Même la conscience et les yeux happés, il maintient son zanshin : on peut dire qu'il est un épéiste accompli, mais son esprit est complètement absent.

« G-Grande sœur… ? C-c'est quoi ? Quoi ? Une magie pareille, j'en ai jamais vu… »

« C'est une magie apprise d'un oncle du coin. C'est quoi, cette magie, déjà ? »

Ko-to, ayant placé toutes ses flèches, cacha le tremblement tardif de ses mains dans ses poches et le fit passer pour une bagatelle.

Enfant, elle ne s'était pas posé de questions en apprenant du oncle Murakumo.
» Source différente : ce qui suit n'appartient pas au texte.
mod graph_support;

use std::cell::Cell;
use std::sync::{Arc, Mutex};

use graph_support::attr_add_graph;
use traced_rs::graph::{ExprId, Graph};
use traced_rs::passes::{
    Direction, Pass, PassConfig, PassContext, PassError, PassManager, PassRegistry, PassResult,
    Transform,
};
use traced_rs_eval_ref::RefEvaluator;

/// Does nothing; only declares a name and requirements.
struct Marker {
    name: &'static str,
    requires: &'static [&'static str],
}

impl Pass for Marker {
    fn name(&self) -> &'static str {
        self.name
    }

    fn required_passes(&self) -> &'static [&'static str] {
        self.requires
    }

    fn run_once(&self) -> bool {
        true
    }

    fn direction(&self) -> Direction {
        Direction::Forward
    }

    fn run_transform(&self, _: &mut Graph, _: ExprId, _: &PassContext<'_>) -> PassResult<Transform> {
        Ok(Transform::Unchanged)
    }
}

fn register_marker(
    registry: &mut PassRegistry,
    name: &'static str,
    requires: &'static [&'static str],
) {
    registry.register_pass(name, move || Box::new(Marker { name, requires }));
}

#[test]
fn requirements_run_first_regardless_of_request_order() -> anyhow::Result<()> {
    let mut registry = PassRegistry::new();
    register_marker(&mut registry, "A", &[]);
    register_marker(&mut registry, "B", &["A"]);
    let manager = PassManager::new(&registry, PassConfig::default());

    assert_eq!(manager.schedule(&["B", "A"])?, ["A", "B"]);
    assert_eq!(manager.schedule(&["A", "B"])?, ["A", "B"]);
    assert_eq!(manager.schedule(&["B"])?, ["A", "B"]);

    let (mut graph, _) = attr_add_graph()?;
    let report = manager.run_passes(&mut graph, &["B", "A"], &RefEvaluator)?;
    assert_eq!(report.order(), ["A", "B"]);
    Ok(())
}

#[test]
fn default_passes_pull_in_their_requirements() -> anyhow::Result<()> {
    let registry = PassRegistry::with_default_passes();
    let manager = PassManager::new(&registry, PassConfig::default());
    assert_eq!(
        manager.schedule(&["NormElemWise"])?,
        ["AttrToConstant", "FoldConstant", "NormElemWise"]
    );
    assert_eq!(
        manager.schedule(&["FixInputShape", "FoldConstant"])?,
        ["FixInputShape", "AttrToConstant", "FoldConstant"]
    );
    Ok(())
}

#[test]
fn declared_directions_and_sweep_modes() {
    let registry = PassRegistry::with_default_passes();
    let expected = [
        ("AttrToConstant", Direction::Backward, true),
        ("FixInputShape", Direction::Backward, true),
        ("FoldConstant", Direction::Forward, false),
        ("NormElemWise", Direction::Backward, false),
    ];
    for (name, direction, run_once) in expected {
        let pass = registry.instantiate(name).expect("registered");
        assert_eq!(pass.direction(), direction, "{name}");
        assert_eq!(pass.run_once(), run_once, "{name}");
    }
}

#[test]
fn missing_requirement_fails_before_any_mutation() -> anyhow::Result<()> {
    let mut registry = PassRegistry::with_default_passes();
    register_marker(&mut registry, "C", &["Missing"]);
    let manager = PassManager::new(&registry, PassConfig::default());

    let (mut graph, _) = attr_add_graph()?;
    let before = graph.to_string();
    let err = manager
        .run_passes(&mut graph, &["FoldConstant", "C"], &RefEvaluator)
        .unwrap_err();
    match err {
        PassError::UnknownPass { name, required_by } => {
            assert_eq!(name, "Missing");
            assert_eq!(required_by.as_deref(), Some("C"));
        }
        other => panic!("unexpected error: {other}"),
    }
    assert_eq!(graph.to_string(), before);

    let err = manager.schedule(&["Nope"]).unwrap_err();
    assert_eq!(err.to_string(), "unknown pass `Nope`");
    Ok(())
}

#[test]
fn dependency_cycles_are_reported() {
    let mut registry = PassRegistry::new();
    register_marker(&mut registry, "X", &["Y"]);
    register_marker(&mut registry, "Y", &["X"]);
    let manager = PassManager::new(&registry, PassConfig::default());

    match manager.schedule(&["X"]).unwrap_err() {
        PassError::CyclicDependency { cycle } => assert_eq!(cycle, ["X", "Y", "X"]),
        other => panic!("unexpected error: {other}"),
    }
}

/// Records the visiting order into a shared log.
struct Recorder {
    direction: Direction,
    log: Arc<Mutex<Vec<ExprId>>>,
}

impl Pass for Recorder {
    fn name(&self) -> &'static str {
        "Recorder"
    }

    fn run_once(&self) -> bool {
        true
    }

    fn direction(&self) -> Direction {
        self.direction
    }

    fn run_transform(&self, _: &mut Graph, expr: ExprId, _: &PassContext<'_>) -> PassResult<Transform> {
        self.log.lock().expect("log lock").push(expr);
        Ok(Transform::Unchanged)
    }
}

#[test]
fn sweeps_follow_the_declared_direction() -> anyhow::Result<()> {
    for direction in [Direction::Forward, Direction::Backward] {
        let log = Arc::new(Mutex::new(Vec::new()));
        let mut registry = PassRegistry::new();
        let shared = Arc::clone(&log);
        registry.register_pass("Recorder", move || {
            Box::new(Recorder {
                direction,
                log: Arc::clone(&shared),
            })
        });
        let manager = PassManager::new(&registry, PassConfig::default());
        let (mut graph, _) = attr_add_graph()?;
        manager.run_passes(&mut graph, &["Recorder"], &RefEvaluator)?;

        let mut expected = graph.exprs_in_order();
        if direction == Direction::Backward {
            expected.reverse();
        }
        assert_eq!(*log.lock().expect("log lock"), expected);
    }
    Ok(())
}

/// Reports a substitution on every other visit, so no sweep is ever clean.
struct Toggle {
    flip: Cell<bool>,
}

impl Pass for Toggle {
    fn name(&self) -> &'static str {
        "Toggle"
    }

    fn run_once(&self) -> bool {
        false
    }

    fn direction(&self) -> Direction {
        Direction::Forward
    }

    fn run_transform(&self, _: &mut Graph, expr: ExprId, _: &PassContext<'_>) -> PassResult<Transform> {
        let flip = !self.flip.get();
        self.flip.set(flip);
        Ok(if flip {
            Transform::Replaced(expr)
        } else {
            Transform::Unchanged
        })
    }
}

/// Never settles on a site.
struct Spin;

impl Pass for Spin {
    fn name(&self) -> &'static str {
        "Spin"
    }

    fn run_once(&self) -> bool {
        true
    }

    fn direction(&self) -> Direction {
        Direction::Forward
    }

    fn run_transform(&self, _: &mut Graph, expr: ExprId, _: &PassContext<'_>) -> PassResult<Transform> {
        Ok(Transform::Replaced(expr))
    }
}

#[test]
fn fixpoint_cap_is_reported_as_non_convergence() -> anyhow::Result<()> {
    let mut registry = PassRegistry::new();
    registry.register_pass("Toggle", || {
        Box::new(Toggle {
            flip: Cell::new(false),
        })
    });
    let manager = PassManager::new(&registry, PassConfig::default().with_max_iterations(3));
    let (mut graph, _) = attr_add_graph()?;

    match manager.run_passes(&mut graph, &["Toggle"], &RefEvaluator).unwrap_err() {
        PassError::NonConvergence {
            pass,
            max_iterations,
        } => {
            assert_eq!(pass, "Toggle");
            assert_eq!(max_iterations, 3);
        }
        other => panic!("unexpected error: {other}"),
    }
    Ok(())
}

#[test]
fn rewrite_chains_are_bounded() -> anyhow::Result<()> {
    let mut registry = PassRegistry::new();
    registry.register_pass("Spin", || Box::new(Spin));
    let manager = PassManager::new(&registry, PassConfig::default().with_max_chain(4));
    let (mut graph, _) = attr_add_graph()?;

    let err = manager
        .run_passes(&mut graph, &["Spin"], &RefEvaluator)
        .unwrap_err();
    assert!(matches!(
        err,
        PassError::NonConvergence { max_iterations: 4, .. }
    ));
    Ok(())
}

#[test]
fn report_collects_per_pass_stats() -> anyhow::Result<()> {
    let registry = PassRegistry::with_default_passes();
    let manager = PassManager::new(&registry, PassConfig::default());
    let (mut graph, _) = attr_add_graph()?;

    let report = manager.run_passes(&mut graph, &["FoldConstant"], &RefEvaluator)?;
    let attr = report.stats("AttrToConstant").expect("ran");
    assert_eq!((attr.iterations, attr.substitutions), (1, 1));
    let fold = report.stats("FoldConstant").expect("ran");
    // One sweep folds `c`, the second confirms the fixpoint.
    assert_eq!((fold.iterations, fold.substitutions), (2, 1));
    assert_eq!(report.total().substitutions, 2);
    Ok(())
}

#[test]
fn config_defaults() {
    let config = PassConfig::default();
    assert_eq!(config.max_iterations, 32);
    assert_eq!(config.max_chain, 8);
    assert!(config.recompile_after_pass);
    assert_eq!(PassConfig::default().with_max_iterations(0).max_iterations, 1);
}
//! Name-keyed pass registry handed to the [`PassManager`](super::PassManager).

use std::collections::BTreeMap;
use std::fmt;

use super::{AttrToConstant, FixInputShape, FoldConstant, NormElemWise, Pass};

/// Factory function that creates a fresh pass instance.
pub type PassConstructor = Box<dyn Fn() -> Box<dyn Pass> + Send + Sync>;

#[derive(Default)]
pub struct PassRegistry {
    constructors: BTreeMap<String, PassConstructor>,
}

impl PassRegistry {
    pub fn new() -> Self {
        Self::default()
    }

    /// Registry holding the constant-folding passes and the arithmetic normalization pass.
    pub fn with_default_passes() -> Self {
        let mut registry = Self::new();
        registry.register_pass(AttrToConstant::NAME, || Box::new(AttrToConstant));
        registry.register_pass(FixInputShape::NAME, || Box::new(FixInputShape));
        registry.register_pass(FoldConstant::NAME, || Box::new(FoldConstant));
        registry.register_pass(NormElemWise::NAME, || Box::new(NormElemWise::new()));
        registry
    }

    /// Registers `constructor` under `name`, replacing any previous registration.
    pub fn register_pass<F>(&mut self, name: impl Into<String>, constructor: F)
    where
        F: Fn() -> Box<dyn Pass> + Send + Sync + 'static,
    {
        let name = name.into();
        if self
            .constructors
            .insert(name.clone(), Box::new(constructor))
            .is_some()
        {
            tracing::debug!(pass = %name, "replaced pass registration");
        }
    }

    pub fn contains(&self, name: &str) -> bool {
        self.constructors.contains_key(name)
    }

    pub fn instantiate(&self, name: &str) -> Option<Box<dyn Pass>> {
        self.constructors.get(name).map(|constructor| constructor())
    }

    /// Registered pass names, sorted.
    pub fn names(&self) -> impl Iterator<Item = &str> {
        self.constructors.keys().map(String::as_str)
    }

    pub fn len(&self) -> usize {
        self.constructors.len()
    }

    pub fn is_empty(&self) -> bool {
        self.constructors.is_empty()
    }
}

impl fmt::Debug for PassRegistry {
    fn fmt(&self, f: &mut fmt::Formatter<'_>) -> fmt::Result {
        f.debug_list().entries(self.constructors.keys()).finish()
    }
}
Excitée par la transmission secrète de la magie du meilleur mage de la ville, elle avait fait innocemment un petit doigt promis.

Mais en grandissant, en vieillissant, elle comprit l'étrangeté de la magie apprise.

Portée démentiellement longue.

Puissance anormale.

Même la magie de dissimulation totale peut s'y combiner.

Tout est faux.

D'abord, elle contient des sons imprononçables : il était donc transcendant ou mage.

Pourtant, sa force magique, vue à l'époque, était indubitablement celle d'un civil. Impossible qu'un transcendant la masque. Quelque effort qu'il fît, on ne peut pas cacher sa force magique si parfaitement.

Au bout du compte, on n'a jamais su qui il était. Plus de dix ans ont passé depuis qu'il a disparu dans la montagne, le corps usé par l'âge, et elle se demande encore s'il ne va pas réapparaître.

Quoi qu'il en soit, grâce à cette magie secrète transmise par lui, toutes deux furent sauvées.

Ko-to tapa légèrement l'épaule de Kento pour le faire sortir de sa garde.

« En tout cas. Tant mieux que tu sois indemne, garçon. »

En agitant ses oreilles de lapin, elle sourit. Sa silhouette baignée de lune pâle et sa voix douce se gravèrent violemment dans le cerveau de Kento.

Le lapin de la nuit de lune ne remarqua pas que ses mots et gestes venaient de provoquer un séisme d'impact profond chez le garçon.

Et ainsi, l'épéiste maudit dont les penchants furent totalement détruits et la chasseresse aux oreilles de lapin, en se relayant pour porter le corps, se dirigèrent vers le quai où le bateau de liaison avec le continent était amarré.